MSF continues to manage four hospitals in the earthquake-affected area of Port-au-Prince and Léogâne providing emergency trauma and obstetrical care, neonatal emergency healthcare and treatment of severe burns. Despite the widespread urban violence and frequent intense traffic accidents, and a dramatic increase in the number of deaths from trauma from approximately 1 per 20,000 in 2002 to almost 1 per 10,000 in 2012, traumatology services are almost inexistent. In 2014 in its hospital in Tabarre alone, MSF treated 1325 violent trauma cases and almost 6500 accidental trauma cases, performing on average 130 surgical interventions a month. And despite high burns risk resulting from precarious living conditions and families living in single rooms, MSF runs the only major burns unit in the country.
 
Beyond these activities, until such a time as the Haitian Ministry of Health can take over, the other major priority remains cholera. Here, four years on from the disease’s reappearance in the country after a 150-year absence, the emergency response remains inadequate.

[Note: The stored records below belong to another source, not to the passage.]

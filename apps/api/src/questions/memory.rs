use std::collections::HashSet;
use std::path::Path;

use anyhow::{Context, Result};
use async_trait::async_trait;
use serde::{Deserialize, Serialize};
use tracing::info;
use uuid::Uuid;

use crate::errors::AppError;
use crate::models::question::{Difficulty, Question, QuestionCategory, QuestionSummary, Role};
use crate::questions::{QuestionBank, QuestionContentProvider};

/// On-disk shape of a question bank seed file.
#[derive(Debug, Clone, Default, Serialize, Deserialize)]
pub struct QuestionBankFile {
    pub roles: Vec<Role>,
    pub questions: Vec<Question>,
}

/// Process-local question bank. Order of `questions` is the bank order used
/// when planning sessions.
#[derive(Debug, Clone)]
pub struct InMemoryQuestionBank {
    roles: Vec<Role>,
    questions: Vec<Question>,
}

impl InMemoryQuestionBank {
    pub fn new(roles: Vec<Role>, questions: Vec<Question>) -> Result<Self, AppError> {
        let role_ids: HashSet<Uuid> = roles.iter().map(|r| r.id).collect();
        let mut seen = HashSet::new();

        for question in &questions {
            if !role_ids.contains(&question.role_id) {
                return Err(AppError::Validation(format!(
                    "Question {} references unknown role {}",
                    question.uuid, question.role_id
                )));
            }
            if !seen.insert(question.uuid) {
                return Err(AppError::Validation(format!(
                    "Duplicate question {} in bank",
                    question.uuid
                )));
            }
        }

        Ok(Self { roles, questions })
    }

    /// Loads a `QuestionBankFile` from JSON.
    pub fn from_path(path: &Path) -> Result<Self> {
        let raw = std::fs::read_to_string(path)
            .with_context(|| format!("Failed to read question bank {}", path.display()))?;
        let file: QuestionBankFile = serde_json::from_str(&raw)
            .with_context(|| format!("Invalid question bank JSON in {}", path.display()))?;

        let bank = Self::new(file.roles, file.questions)
            .map_err(|e| anyhow::anyhow!("Invalid question bank {}: {e}", path.display()))?;
        info!(
            "Loaded question bank: {} roles, {} questions",
            bank.roles.len(),
            bank.questions.len()
        );
        Ok(bank)
    }
}

#[async_trait]
impl QuestionContentProvider for InMemoryQuestionBank {
    async fn get_question(&self, uuid: Uuid) -> Result<Question, AppError> {
        self.questions
            .iter()
            .find(|q| q.uuid == uuid)
            .cloned()
            .ok_or_else(|| AppError::NotFound(format!("Question {uuid} not found")))
    }

    async fn get_roles_by_industry(&self, industry: &str) -> Result<Vec<Role>, AppError> {
        let mut roles: Vec<Role> = self
            .roles
            .iter()
            .filter(|r| r.industry.eq_ignore_ascii_case(industry.trim()))
            .cloned()
            .collect();
        roles.sort_by(|a, b| a.name.cmp(&b.name));
        Ok(roles)
    }

    async fn get_questions_by_role(&self, role_id: Uuid) -> Result<Vec<QuestionSummary>, AppError> {
        Ok(self
            .questions
            .iter()
            .filter(|q| q.role_id == role_id)
            .map(QuestionSummary::from)
            .collect())
    }
}

#[async_trait]
impl QuestionBank for InMemoryQuestionBank {
    async fn find_role(&self, role_id: Uuid) -> Result<Role, AppError> {
        self.roles
            .iter()
            .find(|r| r.id == role_id)
            .cloned()
            .ok_or_else(|| AppError::NotFound(format!("Role {role_id} not found")))
    }

    async fn eligible_questions(
        &self,
        role_id: Uuid,
        difficulty: Difficulty,
        categories: &[QuestionCategory],
    ) -> Result<Vec<Question>, AppError> {
        Ok(self
            .questions
            .iter()
            .filter(|q| {
                q.role_id == role_id
                    && q.difficulty == difficulty
                    && categories.contains(&q.category)
            })
            .cloned()
            .collect())
    }
}

#[cfg(test)]
mod tests {
    use super::*;
    use std::io::Write;

    fn role(name: &str, industry: &str) -> Role {
        Role {
            id: Uuid::new_v4(),
            industry: industry.to_string(),
            name: name.to_string(),
        }
    }

    fn question(role_id: Uuid, category: QuestionCategory, difficulty: Difficulty) -> Question {
        Question {
            uuid: Uuid::new_v4(),
            role_id,
            prompt: format!("{category} question"),
            category,
            difficulty,
            expected_skills: vec!["communication".to_string()],
            star_framework: None,
            interviewer_guidance: None,
        }
    }

    #[tokio::test]
    async fn test_roles_by_industry_is_case_insensitive_and_sorted() {
        let bank = InMemoryQuestionBank::new(
            vec![
                role("Site Reliability Engineer", "Tech"),
                role("Backend Engineer", "tech"),
                role("Loan Officer", "Banking"),
            ],
            vec![],
        )
        .unwrap();

        let roles = bank.get_roles_by_industry("TECH").await.unwrap();
        let names: Vec<&str> = roles.iter().map(|r| r.name.as_str()).collect();
        assert_eq!(names, vec!["Backend Engineer", "Site Reliability Engineer"]);
    }

    #[tokio::test]
    async fn test_eligible_questions_filters_and_keeps_order() {
        let backend = role("Backend Engineer", "tech");
        let q1 = question(backend.id, QuestionCategory::Technical, Difficulty::Mid);
        let q2 = question(backend.id, QuestionCategory::Company, Difficulty::Mid);
        let q3 = question(backend.id, QuestionCategory::Technical, Difficulty::Senior);
        let q4 = question(backend.id, QuestionCategory::Behavioral, Difficulty::Mid);
        let bank = InMemoryQuestionBank::new(
            vec![backend.clone()],
            vec![q1.clone(), q2, q3, q4.clone()],
        )
        .unwrap();

        let eligible = bank
            .eligible_questions(
                backend.id,
                Difficulty::Mid,
                &[QuestionCategory::Behavioral, QuestionCategory::Technical],
            )
            .await
            .unwrap();
        let ids: Vec<Uuid> = eligible.iter().map(|q| q.uuid).collect();
        assert_eq!(ids, vec![q1.uuid, q4.uuid]);
    }

    #[tokio::test]
    async fn test_unknown_question_is_not_found() {
        let bank = InMemoryQuestionBank::new(vec![], vec![]).unwrap();
        assert!(matches!(
            bank.get_question(Uuid::new_v4()).await,
            Err(AppError::NotFound(_))
        ));
    }

    #[test]
    fn test_rejects_question_with_unknown_role() {
        let orphan = question(Uuid::new_v4(), QuestionCategory::Company, Difficulty::Entry);
        assert!(InMemoryQuestionBank::new(vec![], vec![orphan]).is_err());
    }

    #[test]
    fn test_rejects_duplicate_question() {
        let r = role("Analyst", "finance");
        let q = question(r.id, QuestionCategory::Company, Difficulty::Entry);
        assert!(InMemoryQuestionBank::new(vec![r], vec![q.clone(), q]).is_err());
    }

    #[tokio::test]
    async fn test_from_path_loads_seed_file() {
        let r = role("Data Analyst", "retail");
        let q = question(r.id, QuestionCategory::Situational, Difficulty::Entry);
        let seed = QuestionBankFile {
            roles: vec![r.clone()],
            questions: vec![q.clone()],
        };

        let mut file = tempfile::NamedTempFile::new().unwrap();
        file.write_all(serde_json::to_string(&seed).unwrap().as_bytes())
            .unwrap();

        let bank = InMemoryQuestionBank::from_path(file.path()).unwrap();
        assert_eq!(bank.get_question(q.uuid).await.unwrap(), q);
        assert_eq!(bank.get_questions_by_role(r.id).await.unwrap().len(), 1);
    }

    #[test]
    fn test_from_path_reports_bad_json() {
        let mut file = tempfile::NamedTempFile::new().unwrap();
        file.write_all(b"{ not json").unwrap();
        let err = InMemoryQuestionBank::from_path(file.path()).unwrap_err();
        assert!(err.to_string().contains("Invalid question bank JSON"));
    }
}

It should be clear to the Haitian government and its donor partners that cholera outbreaks will continue at least for the medium-term. Despite this, during an outbreak from September to December in 2014, the response system quickly stalled as funding was not released fast enough. MSF had to step in again and set up its own cholera treatment centres as well as give financial support to the Ministry of Health’s efforts to treat patients. Overall last year, MSF treated over 5600 patients with symptoms of cholera, more than half of whom came in a single peak from mid-October to mid-November.
 
There is no adequate system in place to provide urgent care, despite the existence of a National Plan for the Elimination of Cholera. The Haitian authorities, in collaboration with their international partners, must activate an emergency response and quickly integrate cholera case management into their health structures.
 
What more needs to be done in Haiti?
Healthcare needs to be a much higher priority for the authorities and their international partners than it is right now. The health budget is low, and in general we are seeing a transition away from an emergency humanitarian-based response towards a development-based one. While this is crucial for building a proper and functional healthcare system, it must not come at the expense of capacity to respond to emergencies in the present.  Funding mechanisms must be capable of releasing money in a timely fashion in emergency situations such as cholera outbreaks. In addition, we need more coherent planning from those involved in the reconstruction effort so that we do not have situations where hospitals are constructed without adequate thought given to how to staff them, finance them, and stock them so that they can actually function, which has been the case in some facilities up until now.